Q. Which all databases PowerCenter Server on UNIX can connect to?
A. PowerCenter Server on UNIX can connect to following databases:
IBM DB2
Informix
Oracle
Sybase
Teradata
Infomratica Mapping Designer

Q. How to execute PL/SQL script from Informatica mapping?
A. Stored Procedure (SP) transformation can be used to execute PL/SQL Scripts. In SP Transformation PL/SQL procedure name can be specified. Whenever the session is executed, the session will call the pl/sql procedure.

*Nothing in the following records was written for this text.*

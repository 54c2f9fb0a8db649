//! Wire formats and transports used between the referee, the robots and
//! external decision processes.

mod codec;
mod radio;
mod remote;

pub use codec::*;
pub use radio::*;
pub use remote::*;
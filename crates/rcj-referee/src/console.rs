use std::{
    collections::BTreeMap,
    sync::{Arc, Mutex},
};

use rcj_core::{ObjectId, RobotName, Rotation};
use serde::Serialize;

use crate::{MatchPhase, RuleFlags, Score};

/// Per-tick state shown on the operator console.
#[derive(Debug, Clone, PartialEq, Serialize)]
pub struct MatchUpdate {
    /// Simulation time in seconds.
    pub time: f64,
    pub selected: Option<ObjectId>,
    pub ball_translation: [f64; 3],
    pub robot_translation: BTreeMap<RobotName, [f64; 3]>,
    pub robot_rotation: BTreeMap<RobotName, Rotation>,
    /// True while a goal is being celebrated.
    pub goal: bool,
    /// Event log lines queued since the last update.
    pub messages: Vec<String>,
    pub phase: MatchPhase,
    /// Remaining match time in seconds.
    pub clock: f64,
    pub score: Score,
}

/// Outbound console messages, serialized as `{"msg": ..., "args": {...}}`.
#[derive(Debug, Clone, PartialEq, Serialize)]
#[serde(tag = "msg", content = "args", rename_all = "snake_case")]
pub enum ConsoleMessage {
    Update(MatchUpdate),
    UpdateControllersList {
        controllers: Vec<String>,
        #[serde(rename = "Y")]
        yellow: Option<String>,
        #[serde(rename = "B")]
        blue: Option<String>,
    },
    UpdateFlags(RuleFlags),
    Alert {
        message: String,
    },
    Log {
        message: String,
    },
    GameOver {},
}

impl ConsoleMessage {
    pub fn msg(&self) -> &'static str {
        match self {
            ConsoleMessage::Update(_) => "update",
            ConsoleMessage::UpdateControllersList { .. } => "update_controllers_list",
            ConsoleMessage::UpdateFlags(_) => "update_flags",
            ConsoleMessage::Alert { .. } => "alert",
            ConsoleMessage::Log { .. } => "log",
            ConsoleMessage::GameOver {} => "game_over",
        }
    }

    pub fn to_json(&self) -> Result<String, serde_json::Error> {
        serde_json::to_string(self)
    }
}

/// Where console messages go.
pub trait ConsoleSink: Send {
    fn send(&mut self, message: ConsoleMessage);
}

impl<T: ConsoleSink + ?Sized> ConsoleSink for Box<T> {
    fn send(&mut self, message: ConsoleMessage) {
        (**self).send(message);
    }
}

/// Writes the human-readable messages to the log and drops the rest.
#[derive(Debug, Default)]
pub struct LogConsole;

impl ConsoleSink for LogConsole {
    fn send(&mut self, message: ConsoleMessage) {
        match message {
            ConsoleMessage::Update(update) => {
                for line in update.messages {
                    log::info!("{}", line);
                }
            }
            ConsoleMessage::Alert { message } => log::warn!("{}", message),
            ConsoleMessage::Log { message } => log::info!("{}", message),
            ConsoleMessage::GameOver {} => log::info!("Game over"),
            other => log::debug!("console: {}", other.msg()),
        }
    }
}

/// Collects messages in memory. Clones share the same buffer.
#[derive(Debug, Clone, Default)]
pub struct MemoryConsole {
    messages: Arc<Mutex<Vec<ConsoleMessage>>>,
}

impl MemoryConsole {
    pub fn take(&self) -> Vec<ConsoleMessage> {
        self.messages
            .lock()
            .map(|mut messages| std::mem::take(&mut *messages))
            .unwrap_or_default()
    }
}

impl ConsoleSink for MemoryConsole {
    fn send(&mut self, message: ConsoleMessage) {
        if let Ok(mut messages) = self.messages.lock() {
            messages.push(message);
        }
    }
}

Q. How can you define a transformation? What are different types of transformations available in Informatica?
A. A transformation is a repository object that generates, modifies, or passes data. The Designer provides a set of transformations that perform specific functions. For example, an Aggregator transformation performs calculations on groups of data. Below are the various transformations available in Informatica:
Aggregator
Application Source Qualifier
Custom
Expression
External Procedure
Filter
Input
Joiner
Lookup
Normalizer
Output
Rank
Router
Sequence Generator
Sorter
Source Qualifier
Stored Procedure
Transaction Control
Union
Update Strategy
XML Generator
XML Parser
XML Source Qualifier

Q. What is a source qualifier? What is meant by Query Override?
A. Source Qualifier represents the rows that the PowerCenter Server reads from a relational or flat file source when it runs a session. When a relational or a flat file source definition is added to a mapping, it is connected to a Source Qualifier transformation.
PowerCenter Server generates a query for each Source Qualifier Transformation whenever it runs the session. The default query is SELET statement containing all the source columns. Source Qualifier has capability to override this default query by changing the default settings of the transformation properties. The list of selected ports or the order they appear in the default query should not be changed in overridden query.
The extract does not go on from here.